Meloni sobrevive al cimbronazo judicial y blinda su ejecutivo hasta 2027
Italia respira. Giorgia Meloni ha cerrado filas tras la debacle del referéndum y, en menos de 24 horas, ha sellado la paz interna con su derecha. Nadie se mueve. Ni Tajani, ni Salvini, ni siquiera los moderados de Lupi contemplan un adelanto electoral. El mensaje es claro: la legislatura llegará hasta el verano de 2027, pase lo que pase.
El golpe que no derribó a la primera ministra
La victoria del No hace diez días fue un latigazo. La reforma judicial que prometía más control político sobre el Consiglio Superiore della Magistratura cayó por 59 % frente a 41 %. Meloni, acostumbrada a vencer, vio cómo su proyecto estrella se hundía y cómo dos altos cargos del Ministerio de Justicia y la ministra de Turismo, Daniela Santanchè, dejaban sus cargos por errores de campaña. La prensa romana habló de «ira de la jefa» y empezó a sonar la palabra elecciones.
Pero hay un detalle que pocos contaron: el quórum. Solo votó el 31 % del censo. La abstención no fue una rebelión contra Meloni, sino contra la política en bloque. La premier lo leyó al instante. Si la mayoría silenciosa prefiere quedarse en casa, ¿por qué convocarles de nuevo a las urnas? Mejor apretar los dientes y seguir. Así se lo transmitió a Tajani y Salvini en la videoconferencia del lunes por la mañana: «No tocamos la fecha. Agotamos la legislatura».

La economía como escudo político
El martes será la prueba del algodón. El Ejecutivo someterá a confianza un decreto contra la factura energética que trepa al 40 % en el norte industrial. La maniobra tiene doble filo: si sale adelante, Meloni exhibe músculo parlamentario; si cae, tendrá la excusa perfecta para culpar a la oposición de bloquear el alivio a familias y empresas. La cifra habla por sí sola: 3,2 millones de pymes italianas dependen del gas y la luz que compran cada mes.

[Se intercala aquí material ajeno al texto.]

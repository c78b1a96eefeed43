pub mod config;
pub mod constants;
pub mod geo;
pub mod map;
pub mod viewport;

pub use config::{DataSourceConfig, MapViewConfig, ParkMapConfig};
pub use geo::{LatLng, LatLngBounds, Point};
pub use map::HeadlessMap;
pub use viewport::Viewport;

Mientras tanto, en la Comisión de Asuntos Constitucionales de la Cámara empieza a circular el nuevo texto electoral. No es una reforma cualquiera: reduce el número de parlamentarios en un 20 % y blinda listas cerradas para evitar fugas internas. La derecha quiere tenerlo listo antes del verano. Si lo logra, Meloni se presentará en 2027 con las reglas que ella misma ha diseñado. El Pd y el M5S ya han anunciado recurso ante la Corte Constitucional, pero el tiempo judicial italiano juega a favor de la premier.
En el Palazzo Chigi cuentan que la premier ha aprendido la lección de Mario Draghi: los gobiernos en Italia no los tumba la calle, los tumba la inflación. Por eso el plan Mattei para convertir a Italia en el hub de gas del Mediterráneo avanza a pesar del veto francés al gasoducto MidCat. Y por eso el Tratado del Quirinal con Argelia sigue engordando: Roma ya compra el 30 % de su gas argelino y negocia subirlo al 40 % antes de 2026.
La última vez que un gobierno italiano agotó la legislatura fue en 2001. Berlusconi logró los cinco años gracias a la ley de estabilidad y a una oposición dividida. Meloni repite la fórmula: tiene la economía como escudo, a la izquierda en plena guerra civil y a la Liga y Forza Italia atadas a su barco. Lo que nadie cuenta es que, si llega viva a 2027, será la primera presidenta del Consiglio que completa un mandato entero. En la eterna Roma, donde los gobiernos duran menos que una estación, eso ya es historia.